//! The effect discriminator.

use strum::{Display, EnumCount, EnumIter, EnumString, IntoStaticStr};

/// Discriminator of the effect family.
///
/// Each value is owned by exactly one effect variant; see
/// [`crate::effects::EffectRegistry`].
#[derive(
    Clone,
    Copy,
    Debug,
    PartialEq,
    Eq,
    Hash,
    Display,
    EnumString,
    IntoStaticStr,
    EnumIter,
    EnumCount,
)]
#[strum(serialize_all = "lowercase")]
pub enum EffectType {
    Card,
    Attack,
    Heal,
    Summon,
    /// Attaches a named status effect.
    Effect,
    Infuse,
    Switch,
    ForceSwitch,

    Buff,
    Clear,
    Discount,
    Decrement,
    Draw,
    AddDice,
    Destroy,
    Extend,
    Swap,
    Energy,
}

wire_enum!(EffectType, "effect type");
//! Batch decoding integration tests.

use serde_json::{json, Value};

use invokator::{
    decode_batch, encode_batch, DecodeOptions, Effect, Element, FieldIssue, ModelError,
    RecordFailure,
};

fn card_effects() -> Value {
    json!([
        {"type": "attack", "damage": 3, "element": "Electro", "trigger": {"type": "burst"}},
        {"type": "summon", "id": "oz"},
        {"type": "discount", "dice": [{"amount": 1, "element": "Electro"}]},
        {"type": "energy", "amount": 1, "extra": true}
    ])
}

/// A clean batch decodes every record in order.
#[test]
fn test_clean_batch() {
    let records = card_effects();
    let report = decode_batch(records.as_array().unwrap(), &DecodeOptions::default()).unwrap();

    assert!(report.is_clean());
    assert_eq!(report.effects.len(), 4);
    assert_eq!(report.effects[1], Effect::summon("oz"));
}

/// Strict mode plus collect reports the offending record and keeps the rest.
#[test]
fn test_strict_collect() {
    let records = card_effects();
    let options = DecodeOptions::new().strict().collect_errors();
    let report = decode_batch(records.as_array().unwrap(), &options).unwrap();

    assert_eq!(report.effects.len(), 3);
    assert_eq!(
        report.failures,
        vec![RecordFailure {
            index: 3,
            error: ModelError::InvalidEffectFields {
                effect: invokator::EffectType::Energy,
                field: "extra".to_string(),
                issue: FieldIssue::Unrecognized,
            },
        }]
    );
}

/// Strict mode with the default policy aborts with the record index.
#[test]
fn test_strict_abort() {
    let records = card_effects();
    let err = decode_batch(records.as_array().unwrap(), &DecodeOptions::new().strict()).unwrap_err();

    assert_eq!(err.index, 3);
    assert_eq!(err.source.field_name(), Some("extra"));
    assert!(err.to_string().starts_with("effect record #3 is malformed"));
}

/// Encoded batches decode back to the same effects.
#[test]
fn test_batch_round_trip() {
    let effects = vec![
        Effect::attack(2, Element::Physical),
        Effect::infuse(Element::Dendro),
        Effect::clear(),
    ];
    let encoded = encode_batch(&effects);
    let report = decode_batch(encoded.as_array().unwrap(), &DecodeOptions::new().strict()).unwrap();
    assert_eq!(report.effects, effects);
}
//! Card, equipment and talent vocabularies.

use strum::{Display, EnumCount, EnumIter, EnumString, IntoStaticStr};

/// Type of a card.
#[derive(
    Clone,
    Copy,
    Debug,
    PartialEq,
    Eq,
    Hash,
    Display,
    EnumString,
    IntoStaticStr,
    EnumIter,
    EnumCount,
)]
#[strum(serialize_all = "lowercase")]
pub enum CardType {
    Equipment,
    Event,
}

wire_enum!(CardType, "card type");

/// Slot an equipment card occupies.
#[derive(
    Clone,
    Copy,
    Debug,
    PartialEq,
    Eq,
    Hash,
    Display,
    EnumString,
    IntoStaticStr,
    EnumIter,
    EnumCount,
)]
#[strum(serialize_all = "lowercase")]
pub enum EquipmentType {
    Artifact,
    Weapon,
}

wire_enum!(EquipmentType, "equipment type");

/// Kind of a character's talent.
///
/// `A`, `E` and `Q` are accepted as short aliases for normal attacks,
/// elemental skills and bursts. Encoding always yields the long name.
#[derive(
    Clone,
    Copy,
    Debug,
    PartialEq,
    Eq,
    Hash,
    Display,
    EnumString,
    IntoStaticStr,
    EnumIter,
    EnumCount,
)]
pub enum TalentType {
    #[strum(to_string = "normal", serialize = "A")]
    Normal,
    #[strum(to_string = "skill", serialize = "E")]
    Skill,
    #[strum(to_string = "burst", serialize = "Q")]
    Burst,
    #[strum(serialize = "passive")]
    Passive,
}

wire_enum!(TalentType, "talent type");

/// How a card's effect is attached to the board.
#[derive(
    Clone,
    Copy,
    Debug,
    PartialEq,
    Eq,
    Hash,
    Display,
    EnumString,
    IntoStaticStr,
    EnumIter,
    EnumCount,
)]
#[strum(serialize_all = "lowercase")]
pub enum CardEffectAttachType {
    Static,
    Dynamic,
}

wire_enum!(CardEffectAttachType, "card effect attach type");

/// Slot a forced switch moves the active character to, relative to the
/// current one.
#[derive(
    Clone,
    Copy,
    Debug,
    PartialEq,
    Eq,
    Hash,
    Display,
    EnumString,
    IntoStaticStr,
    EnumIter,
    EnumCount,
)]
#[strum(serialize_all = "lowercase")]
pub enum CardPosition {
    Previous,
    Next,
}

wire_enum!(CardPosition, "card position");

------------------------------------------------------------

**Work instruction:**
Reply with every line of the listing that has the string "default".

**Task output:**
    let report = decode_batch(records.as_array().unwrap(), &DecodeOptions::default()).unwrap();
/// Strict mode with the default policy aborts with the record index.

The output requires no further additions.